**Task requirements**:
Return a copy of each line in the listing that includes the word "true".

[Opening Exercise inputs section]

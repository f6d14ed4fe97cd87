//! Portal lifecycle management
//!
//! Orchestrates validation, name reservation, session establishment and
//! teardown. Session establishment runs in its own task: a caller that stops
//! waiting does not cancel it, and its outcome is always applied to the
//! registry. Shutdown waits for establishments already in flight, so no
//! session opened by a racing create outlives it.

use crate::address::validate_address;
use crate::bus::{NotificationBus, Subscription};
use crate::error::{CreateError, DestroyError, RegistryError, StopError, StoreError};
use crate::registry::{PortalRegistry, Reservation};
use crate::scheme::SchemeRegistry;
use crate::store::PortalStore;
use crate::transport::{SessionRequest, Transport};
use portal_types::{Portal, PortalAddress, PortalRecord, PortalState};
use std::sync::atomic::{AtomicBool, Ordering};
use std::sync::Arc;
use tokio::sync::{watch, OwnedRwLockReadGuard, RwLock};
use tracing::{debug, error, info, warn};

pub struct PortalLifecycleManager {
    registry: PortalRegistry,
    transport: Arc<dyn Transport>,
    schemes: SchemeRegistry,
    shutting_down: Arc<AtomicBool>,
    /// Held for reading by every establishment, for writing by shutdown
    establishing: Arc<RwLock<()>>,
}

impl PortalLifecycleManager {
    pub fn new(
        transport: Arc<dyn Transport>,
        store: Arc<dyn PortalStore>,
        bus: NotificationBus,
    ) -> Self {
        Self {
            registry: PortalRegistry::new(store, bus),
            transport,
            schemes: SchemeRegistry::new(),
            shutting_down: Arc::new(AtomicBool::new(false)),
            establishing: Arc::new(RwLock::new(())),
        }
    }

    pub fn registry(&self) -> &PortalRegistry {
        &self.registry
    }

    pub fn schemes(&self) -> SchemeRegistry {
        self.schemes
    }

    pub fn bus(&self) -> &NotificationBus {
        self.registry.bus()
    }

    pub fn subscribe(&self) -> Subscription {
        self.registry.bus().subscribe()
    }

    /// Validate, reserve the name, open a forwarding session and register the
    /// portal as `Active`.
    ///
    /// On any error the registry is left as it was before the call.
    pub async fn create_portal(
        &self,
        name: &str,
        scheme: Option<&str>,
        address: &str,
    ) -> Result<Portal, CreateError> {
        let in_flight = self.establishing.clone().read_owned().await;
        if self.is_shutting_down() {
            return Err(CreateError::ShuttingDown);
        }

        if name.trim().is_empty() {
            return Err(CreateError::InvalidInput("name required".to_string()));
        }
        let address = validate_address(address.trim())?;

        let scheme = scheme.filter(|s| !s.is_empty()).map(str::to_string);
        if let Some(scheme) = &scheme {
            if !self.schemes.is_known(scheme) {
                debug!("Portal {} uses unlisted scheme {}", name, scheme);
            }
        }

        let reservation = self.registry.reserve(name)?;
        let portal = Portal::new(name, scheme, address);

        let task = tokio::spawn(establish(
            self.registry.clone(),
            self.transport.clone(),
            self.shutting_down.clone(),
            in_flight,
            reservation,
            portal,
        ));

        match task.await {
            Ok(result) => result,
            Err(e) => {
                error!("Session task for portal {} failed: {}", name, e);
                Err(CreateError::SessionFailed(format!(
                    "session task failed: {}",
                    e
                )))
            }
        }
    }

    /// Stop an active portal and keep it stopped across restarts.
    ///
    /// Stopping a `Stopped` or `Failed` portal succeeds without doing anything
    /// else.
    pub async fn stop_portal(&self, name: &str) -> Result<(), StopError> {
        self.stop_inner(name, true).await
    }

    /// Stop the portal if needed, then remove it from the registry and store
    pub async fn destroy_portal(&self, name: &str) -> Result<(), DestroyError> {
        self.stop_inner(name, true).await?;
        self.registry.remove(name).await?;
        Ok(())
    }

    pub fn list_portals(&self) -> Vec<Portal> {
        self.registry.list()
    }

    pub fn get_portal(&self, name: &str) -> Option<Portal> {
        self.registry.get(name)
    }

    /// Restore persisted portals, re-opening sessions for enabled ones.
    ///
    /// Returns how many portals came back `Active`. Portals whose session
    /// cannot be re-opened are restored as `Failed`. Records whose address no
    /// longer parses are held unlisted and saved back unchanged.
    ///
    /// If the store cannot be read nothing is restored and the registry
    /// refuses to save until a later load succeeds.
    pub async fn recover(&self) -> Result<usize, StoreError> {
        let records = self.registry.load_records().await?;
        let mut reopened = 0;

        for record in records {
            let reservation = match self.registry.reserve(&record.name) {
                Ok(reservation) => reservation,
                Err(e) => {
                    warn!("Skipping stored portal {}: {}", record.name, e);
                    continue;
                }
            };

            let address = match validate_address(&record.address) {
                Ok(address) => address,
                Err(e) => {
                    error!(
                        "Stored portal {} has an unusable address {:?}: {}",
                        record.name, record.address, e
                    );
                    let name = record.name.clone();
                    if let Err(e) = self.registry.hold(reservation, record, e.to_string()) {
                        warn!("Failed to hold stored portal {}: {}", name, e);
                    }
                    continue;
                }
            };

            match self.restore_record(reservation, record, address).await {
                Ok(portal) if portal.state.is_active() => reopened += 1,
                Ok(_) => {}
                Err(e) => warn!("Failed to restore portal: {}", e),
            }
        }

        info!("Recovered {} active portals", reopened);
        Ok(reopened)
    }

    async fn restore_record(
        &self,
        reservation: Reservation,
        record: PortalRecord,
        address: PortalAddress,
    ) -> Result<Portal, RegistryError> {
        let mut portal = record_portal(&record, address);
        if !record.enabled {
            portal.state = PortalState::Stopped;
            return self.registry.restore(reservation, portal, false, None);
        }

        let request = SessionRequest {
            name: portal.name.clone(),
            scheme: portal.scheme.clone(),
            address: portal.address.clone(),
        };
        match self.transport.open_session(request).await {
            Ok(session) => {
                let exit = session.exit_signal();
                let session_id = session.id().to_string();
                portal.state = PortalState::Active;
                let portal = self
                    .registry
                    .restore(reservation, portal, true, Some(session))?;
                supervise(self.registry.clone(), portal.name.clone(), session_id, exit);
                Ok(portal)
            }
            Err(e) => {
                warn!("Could not reopen portal {}: {}", portal.name, e);
                portal.state = PortalState::Failed {
                    reason: e.to_string(),
                };
                self.registry.restore(reservation, portal, true, None)
            }
        }
    }

    /// Close every active session and refuse further creates.
    ///
    /// Stored records keep their `enabled` flag, so the next `recover` brings
    /// the same portals back.
    pub async fn shutdown(&self) {
        if self.shutting_down.swap(true, Ordering::SeqCst) {
            return;
        }

        info!("Shutting down portal engine");
        // Wait out establishments that passed the flag check before the swap
        drop(self.establishing.write().await);

        for portal in self.registry.list() {
            if !portal.state.is_active() {
                continue;
            }
            if let Err(e) = self.stop_inner(&portal.name, false).await {
                error!("Failed to stop portal {}: {}", portal.name, e);
            }
        }
    }

    pub fn is_shutting_down(&self) -> bool {
        self.shutting_down.load(Ordering::SeqCst)
    }

    async fn stop_inner(&self, name: &str, disable: bool) -> Result<(), StopError> {
        match self.registry.begin_stop(name, disable).await {
            Ok(session) => {
                session.close().await;
                self.registry.finish_stop(name)?;
                Ok(())
            }
            Err(RegistryError::InvalidTransition {
                from: PortalState::Stopped | PortalState::Failed { .. },
                ..
            }) => {
                if disable {
                    self.registry.set_enabled(name, false).await?;
                }
                debug!("Portal {} is not running", name);
                Ok(())
            }
            Err(e) => Err(e.into()),
        }
    }
}

fn record_portal(record: &PortalRecord, address: PortalAddress) -> Portal {
    let mut portal = Portal::new(record.name.clone(), record.scheme.clone(), address);
    portal.created_at = record.created_at;
    portal
}

/// Open the session and apply the outcome to the registry
async fn establish(
    registry: PortalRegistry,
    transport: Arc<dyn Transport>,
    shutting_down: Arc<AtomicBool>,
    _in_flight: OwnedRwLockReadGuard<()>,
    reservation: Reservation,
    portal: Portal,
) -> Result<Portal, CreateError> {
    let request = SessionRequest {
        name: portal.name.clone(),
        scheme: portal.scheme.clone(),
        address: portal.address.clone(),
    };

    let session = match transport.open_session(request).await {
        Ok(session) => session,
        Err(e) => {
            warn!("Session for portal {} failed: {}", portal.name, e);
            registry.release(reservation);
            return Err(e.into());
        }
    };

    if shutting_down.load(Ordering::SeqCst) {
        session.close().await;
        registry.release(reservation);
        return Err(CreateError::ShuttingDown);
    }

    let name = portal.name.clone();
    if let Err(e) = registry.commit(reservation, portal).await {
        session.close().await;
        return Err(e.into());
    }

    let exit = session.exit_signal();
    let session_id = session.id().to_string();
    let portal = match registry.activate(&name, session) {
        Ok(portal) => portal,
        Err((e, session)) => {
            session.close().await;
            return Err(e.into());
        }
    };

    supervise(registry, name, session_id, exit);
    Ok(portal)
}

/// Watch a session's exit signal and mark the portal failed if it fires
fn supervise(
    registry: PortalRegistry,
    name: String,
    session_id: String,
    mut exit: watch::Receiver<Option<String>>,
) {
    tokio::spawn(async move {
        let reason = loop {
            if let Some(reason) = exit.borrow_and_update().clone() {
                break reason;
            }
            // Sender gone: the session was closed normally
            if exit.changed().await.is_err() {
                return;
            }
        };

        if let Some(session) = registry.fail_session(&name, &session_id, &reason) {
            session.close().await;
        }
    });
}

[Closing Exercise inputs section]

**Written reply**:
        self.stop_inner(name, true).await
        self.stop_inner(name, true).await?;
                    .restore(reservation, portal, true, Some(session))?;
                self.registry.restore(reservation, portal, true, None)
        if self.shutting_down.swap(true, Ordering::SeqCst) {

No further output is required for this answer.